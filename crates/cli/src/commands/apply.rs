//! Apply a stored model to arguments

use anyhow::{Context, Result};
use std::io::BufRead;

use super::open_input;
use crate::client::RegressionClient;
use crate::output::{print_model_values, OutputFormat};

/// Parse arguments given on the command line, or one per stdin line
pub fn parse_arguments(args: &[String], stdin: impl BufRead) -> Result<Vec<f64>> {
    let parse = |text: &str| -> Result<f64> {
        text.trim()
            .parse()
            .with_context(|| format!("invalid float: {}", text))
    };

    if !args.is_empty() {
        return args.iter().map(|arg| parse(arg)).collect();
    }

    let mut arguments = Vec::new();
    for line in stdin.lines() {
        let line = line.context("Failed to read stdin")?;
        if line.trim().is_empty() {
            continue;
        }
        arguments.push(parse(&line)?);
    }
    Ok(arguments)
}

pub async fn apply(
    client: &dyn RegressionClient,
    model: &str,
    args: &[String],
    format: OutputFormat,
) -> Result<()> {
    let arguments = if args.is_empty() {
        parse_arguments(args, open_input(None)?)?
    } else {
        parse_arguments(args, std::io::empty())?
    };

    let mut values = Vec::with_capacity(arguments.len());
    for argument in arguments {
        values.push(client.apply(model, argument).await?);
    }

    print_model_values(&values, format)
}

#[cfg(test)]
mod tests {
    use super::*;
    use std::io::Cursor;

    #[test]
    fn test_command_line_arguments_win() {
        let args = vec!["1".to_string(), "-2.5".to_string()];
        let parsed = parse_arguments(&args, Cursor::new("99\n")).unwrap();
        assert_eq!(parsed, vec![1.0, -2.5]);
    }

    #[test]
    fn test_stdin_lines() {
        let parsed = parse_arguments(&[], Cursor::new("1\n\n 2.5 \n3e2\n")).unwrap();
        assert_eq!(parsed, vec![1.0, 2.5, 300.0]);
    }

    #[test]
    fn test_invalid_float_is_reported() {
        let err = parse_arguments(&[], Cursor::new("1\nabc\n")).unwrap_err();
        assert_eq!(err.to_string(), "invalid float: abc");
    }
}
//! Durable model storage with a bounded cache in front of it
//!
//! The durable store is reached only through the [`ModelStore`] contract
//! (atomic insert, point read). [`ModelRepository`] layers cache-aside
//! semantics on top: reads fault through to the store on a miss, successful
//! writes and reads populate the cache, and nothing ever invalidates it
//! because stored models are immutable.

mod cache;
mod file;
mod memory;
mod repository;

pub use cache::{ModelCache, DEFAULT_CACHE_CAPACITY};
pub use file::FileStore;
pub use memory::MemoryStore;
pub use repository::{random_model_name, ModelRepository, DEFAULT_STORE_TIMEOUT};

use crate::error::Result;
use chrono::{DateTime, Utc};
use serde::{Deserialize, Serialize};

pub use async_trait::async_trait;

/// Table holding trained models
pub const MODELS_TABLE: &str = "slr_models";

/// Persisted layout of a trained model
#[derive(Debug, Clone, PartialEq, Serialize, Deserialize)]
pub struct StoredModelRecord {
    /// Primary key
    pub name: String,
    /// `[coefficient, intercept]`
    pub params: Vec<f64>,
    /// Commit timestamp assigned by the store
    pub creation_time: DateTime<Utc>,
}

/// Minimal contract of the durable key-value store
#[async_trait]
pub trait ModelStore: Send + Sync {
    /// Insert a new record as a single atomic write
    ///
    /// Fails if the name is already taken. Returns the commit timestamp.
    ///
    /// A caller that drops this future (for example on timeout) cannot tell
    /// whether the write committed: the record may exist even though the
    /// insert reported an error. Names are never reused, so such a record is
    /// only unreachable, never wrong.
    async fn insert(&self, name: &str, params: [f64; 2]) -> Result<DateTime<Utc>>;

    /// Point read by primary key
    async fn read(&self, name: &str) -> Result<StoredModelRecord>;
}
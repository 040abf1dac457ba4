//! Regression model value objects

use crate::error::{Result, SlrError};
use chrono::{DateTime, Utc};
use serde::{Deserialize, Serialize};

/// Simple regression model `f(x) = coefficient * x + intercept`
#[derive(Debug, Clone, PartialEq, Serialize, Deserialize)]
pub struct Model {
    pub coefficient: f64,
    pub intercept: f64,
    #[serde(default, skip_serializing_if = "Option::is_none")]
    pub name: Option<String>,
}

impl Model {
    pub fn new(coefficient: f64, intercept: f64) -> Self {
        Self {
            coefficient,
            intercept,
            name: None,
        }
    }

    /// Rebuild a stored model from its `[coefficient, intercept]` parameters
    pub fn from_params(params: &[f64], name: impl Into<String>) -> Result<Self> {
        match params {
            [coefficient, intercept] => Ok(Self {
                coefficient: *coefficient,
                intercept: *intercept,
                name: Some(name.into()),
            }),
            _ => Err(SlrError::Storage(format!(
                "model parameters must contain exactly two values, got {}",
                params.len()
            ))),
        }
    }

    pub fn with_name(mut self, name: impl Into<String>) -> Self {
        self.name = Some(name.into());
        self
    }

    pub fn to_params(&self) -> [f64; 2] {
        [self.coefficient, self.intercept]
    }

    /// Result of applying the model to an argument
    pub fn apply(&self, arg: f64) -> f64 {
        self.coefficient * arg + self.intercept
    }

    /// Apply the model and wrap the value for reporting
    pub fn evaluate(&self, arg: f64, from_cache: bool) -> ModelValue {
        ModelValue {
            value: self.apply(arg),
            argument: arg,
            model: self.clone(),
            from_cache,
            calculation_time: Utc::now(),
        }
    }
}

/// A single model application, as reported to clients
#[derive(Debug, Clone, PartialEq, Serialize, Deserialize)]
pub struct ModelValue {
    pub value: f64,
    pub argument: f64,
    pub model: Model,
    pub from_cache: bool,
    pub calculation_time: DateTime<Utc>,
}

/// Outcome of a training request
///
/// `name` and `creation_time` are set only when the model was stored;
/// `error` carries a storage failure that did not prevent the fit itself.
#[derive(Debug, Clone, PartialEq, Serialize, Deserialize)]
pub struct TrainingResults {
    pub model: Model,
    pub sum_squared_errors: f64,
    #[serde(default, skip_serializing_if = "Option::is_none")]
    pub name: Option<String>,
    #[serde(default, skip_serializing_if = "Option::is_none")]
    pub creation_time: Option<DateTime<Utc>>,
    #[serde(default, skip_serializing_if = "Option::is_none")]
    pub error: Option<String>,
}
+===+
Aim of the exercise: Copy each line of the records above that carries the word "reads".

Solution below:
//! semantics on top: reads fault through to the store on a miss, successful
//! writes and reads populate the cache, and nothing ever invalidates it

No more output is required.